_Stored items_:
//! Story Service - Application service for the story API
//!
//! Every endpoint of the story API goes through this service. It returns
//! typed results and leaves state handling to the sessions that call it.

use std::time::Duration;

use storyloom_domain::{JobId, NodeId, Story, StoryId, StoryNode};
use storyloom_shared::{
    routes, CreateNodeRequest, CreateStoryRequest, CreatedNodeResponse, JobStatus, StoryJobResponse,
    StoryListResponse, UpdateNodeRequest, UpdateStoryRequest, UpdatedStoryResponse,
};

use crate::application::api::Api;
use crate::ports::outbound::ApiError;

/// Story service for listing, loading and editing stories
#[derive(Clone)]
pub struct StoryService {
    api: Api,
}

impl StoryService {
    pub fn new(api: Api) -> Self {
        Self { api }
    }

    /// List all stories visible to this client
    pub async fn list_stories(&self) -> Result<StoryListResponse, ApiError> {
        let list: StoryListResponse = self.api.get(routes::STORIES).await?;
        tracing::debug!(count = list.stories.len(), total = list.total(), "Listed stories");
        Ok(list)
    }

    /// Fetch a complete story document
    pub async fn get_story(&self, story_id: &StoryId) -> Result<Story, ApiError> {
        let story: Story = self.api.get(&routes::story(story_id)).await?;
        tracing::debug!(
            story_id = %story_id,
            nodes = story.node_count(),
            "Fetched story"
        );
        Ok(story)
    }

    /// Update a story's title; returns the title the server stored
    pub async fn update_story(
        &self,
        story_id: &StoryId,
        title: &str,
    ) -> Result<UpdatedStoryResponse, ApiError> {
        let body = UpdateStoryRequest {
            title: title.to_string(),
        };
        self.api.put(&routes::story(story_id), &body).await
    }

    pub async fn delete_story(&self, story_id: &StoryId) -> Result<(), ApiError> {
        self.api.delete(&routes::story(story_id)).await?;
        tracing::info!(story_id = %story_id, "Deleted story");
        Ok(())
    }

    /// Ask the server to generate a new story from a theme
    ///
    /// # Returns
    /// The generation job; poll it with [`StoryService::get_job`].
    pub async fn create_story(&self, theme: &str) -> Result<StoryJobResponse, ApiError> {
        let body = CreateStoryRequest {
            theme: theme.to_string(),
        };
        let job: StoryJobResponse = self.api.post(routes::CREATE_STORY, &body).await?;
        tracing::info!(job_id = %job.job_id, status = ?job.status, "Story generation requested");
        Ok(job)
    }

    pub async fn get_job(&self, job_id: &JobId) -> Result<StoryJobResponse, ApiError> {
        self.api.get(&routes::job(job_id)).await
    }

    /// Polls a generation job until the server stops working on it.
    ///
    /// `on_change` sees each fetched job whose status differs from the last.
    pub async fn wait_for_job(
        &self,
        mut job: StoryJobResponse,
        poll_interval: Duration,
        mut on_change: impl FnMut(&StoryJobResponse),
    ) -> Result<StoryJobResponse, ApiError> {
        while !job.status.is_finished() {
            tokio::time::sleep(poll_interval).await;
            let next = self.get_job(&job.job_id).await?;
            if next.status != job.status {
                on_change(&next);
            }
            job = next;
        }
        tracing::info!(job_id = %job.job_id, status = ?job.status, "Story generation finished");
        Ok(job)
    }

    /// Create a node; returns the id the server assigned
    pub async fn create_node(
        &self,
        story_id: &StoryId,
        request: &CreateNodeRequest,
    ) -> Result<NodeId, ApiError> {
        let created: CreatedNodeResponse =
            self.api.post(&routes::story_nodes(story_id), request).await?;
        tracing::info!(
            story_id = %story_id,
            node_id = %created.id,
            parent = ?request.parent_node_id,
            "Created story node"
        );
        Ok(created.id)
    }

    /// Replace a node's content and options; returns the stored node
    pub async fn update_node(
        &self,
        story_id: &StoryId,
        node_id: &NodeId,
        request: &UpdateNodeRequest,
    ) -> Result<StoryNode, ApiError> {
        self.api
            .put(&routes::story_node(story_id, node_id), request)
            .await
    }

    pub async fn delete_node(&self, story_id: &StoryId, node_id: &NodeId) -> Result<(), ApiError> {
        self.api
            .delete(&routes::story_node(story_id, node_id))
            .await?;
        tracing::info!(story_id = %story_id, node_id = %node_id, "Deleted story node");
        Ok(())
    }
}

/// What a finished generation job produced.
///
/// `Ok(None)` for a job that completed without a story or is still running.
/// Failed and unrecognized jobs give the reason to show the user.
pub fn job_outcome(job: &StoryJobResponse) -> Result<Option<StoryId>, String> {
    match job.status {
        JobStatus::Completed => Ok(job.story_id.clone()),
        JobStatus::Failed => Err(job
            .error
            .clone()
            .unwrap_or_else(|| "no reason given".to_string())),
        JobStatus::Unknown => Err("server reported an unrecognized job status".to_string()),
        JobStatus::Pending | JobStatus::Processing => Ok(None),
    }
}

_What to do_: Word for word, transcribe all of the entries shown above.

_Output for this exercise_:
//! Story Service - Application service for the story API
//!
//! Every endpoint of the story API goes through this service. It returns
//! typed results and leaves state handling to the sessions that call it.

use std::time::Duration;

use storyloom_domain::{JobId, NodeId, Story, StoryId, StoryNode};
use storyloom_shared::{
    routes, CreateNodeRequest, CreateStoryRequest, CreatedNodeResponse, JobStatus, StoryJobResponse,
    StoryListResponse, UpdateNodeRequest, UpdateStoryRequest, UpdatedStoryResponse,
};

use crate::application::api::Api;
use crate::ports::outbound::ApiError;

/// Story service for listing, loading and editing stories
#[derive(Clone)]
pub struct StoryService {
    api: Api,
}

impl StoryService {
    pub fn new(api: Api) -> Self {
        Self { api }
    }

    /// List all stories visible to this client
    pub async fn list_stories(&self) -> Result<StoryListResponse, ApiError> {
        let list: StoryListResponse = self.api.get(routes::STORIES).await?;
        tracing::debug!(count = list.stories.len(), total = list.total(), "Listed stories");
        Ok(list)
    }

    /// Fetch a complete story document
    pub async fn get_story(&self, story_id: &StoryId) -> Result<Story, ApiError> {
        let story: Story = self.api.get(&routes::story(story_id)).await?;
        tracing::debug!(
            story_id = %story_id,
            nodes = story.node_count(),
            "Fetched story"
        );
        Ok(story)
    }

    /// Update a story's title; returns the title the server stored
    pub async fn update_story(
        &self,
        story_id: &StoryId,
        title: &str,
    ) -> Result<UpdatedStoryResponse, ApiError> {
        let body = UpdateStoryRequest {
            title: title.to_string(),
        };
        self.api.put(&routes::story(story_id), &body).await
    }

    pub async fn delete_story(&self, story_id: &StoryId) -> Result<(), ApiError> {
        self.api.delete(&routes::story(story_id)).await?;
        tracing::info!(story_id = %story_id, "Deleted story");
        Ok(())
    }

    /// Ask the server to generate a new story from a theme
    ///
    /// # Returns
    /// The generation job; poll it with [`StoryService::get_job`].
    pub async fn create_story(&self, theme: &str) -> Result<StoryJobResponse, ApiError> {
        let body = CreateStoryRequest {
            theme: theme.to_string(),
        };
        let job: StoryJobResponse = self.api.post(routes::CREATE_STORY, &body).await?;
        tracing::info!(job_id = %job.job_id, status = ?job.status, "Story generation requested");
        Ok(job)
    }

    pub async fn get_job(&self, job_id: &JobId) -> Result<StoryJobResponse, ApiError> {
        self.api.get(&routes::job(job_id)).await
    }

    /// Polls a generation job until the server stops working on it.
    ///
    /// `on_change` sees each fetched job whose status differs from the last.
    pub async fn wait_for_job(
        &self,
        mut job: StoryJobResponse,
        poll_interval: Duration,
        mut on_change: impl FnMut(&StoryJobResponse),
    ) -> Result<StoryJobResponse, ApiError> {
        while !job.status.is_finished() {
            tokio::time::sleep(poll_interval).await;
            let next = self.get_job(&job.job_id).await?;
            if next.status != job.status {
                on_change(&next);
            }
            job = next;
        }
        tracing::info!(job_id = %job.job_id, status = ?job.status, "Story generation finished");
        Ok(job)
    }

    /// Create a node; returns the id the server assigned
    pub async fn create_node(
        &self,
        story_id: &StoryId,
        request: &CreateNodeRequest,
    ) -> Result<NodeId, ApiError> {
        let created: CreatedNodeResponse =
            self.api.post(&routes::story_nodes(story_id), request).await?;
        tracing::info!(
            story_id = %story_id,
            node_id = %created.id,
            parent = ?request.parent_node_id,
            "Created story node"
        );
        Ok(created.id)
    }

    /// Replace a node's content and options; returns the stored node
    pub async fn update_node(
        &self,
        story_id: &StoryId,
        node_id: &NodeId,
        request: &UpdateNodeRequest,
    ) -> Result<StoryNode, ApiError> {
        self.api
            .put(&routes::story_node(story_id, node_id), request)
            .await
    }

    pub async fn delete_node(&self, story_id: &StoryId, node_id: &NodeId) -> Result<(), ApiError> {
        self.api
            .delete(&routes::story_node(story_id, node_id))
            .await?;
        tracing::info!(story_id = %story_id, node_id = %node_id, "Deleted story node");
        Ok(())
    }
}

/// What a finished generation job produced.
///
/// `Ok(None)` for a job that completed without a story or is still running.
/// Failed and unrecognized jobs give the reason to show the user.
pub fn job_outcome(job: &StoryJobResponse) -> Result<Option<StoryId>, String> {
    match job.status {
        JobStatus::Completed => Ok(job.story_id.clone()),
        JobStatus::Failed => Err(job
            .error
            .clone()
            .unwrap_or_else(|| "no reason given".to_string())),
        JobStatus::Unknown => Err("server reported an unrecognized job status".to_string()),
        JobStatus::Pending | JobStatus::Processing => Ok(None),
    }
}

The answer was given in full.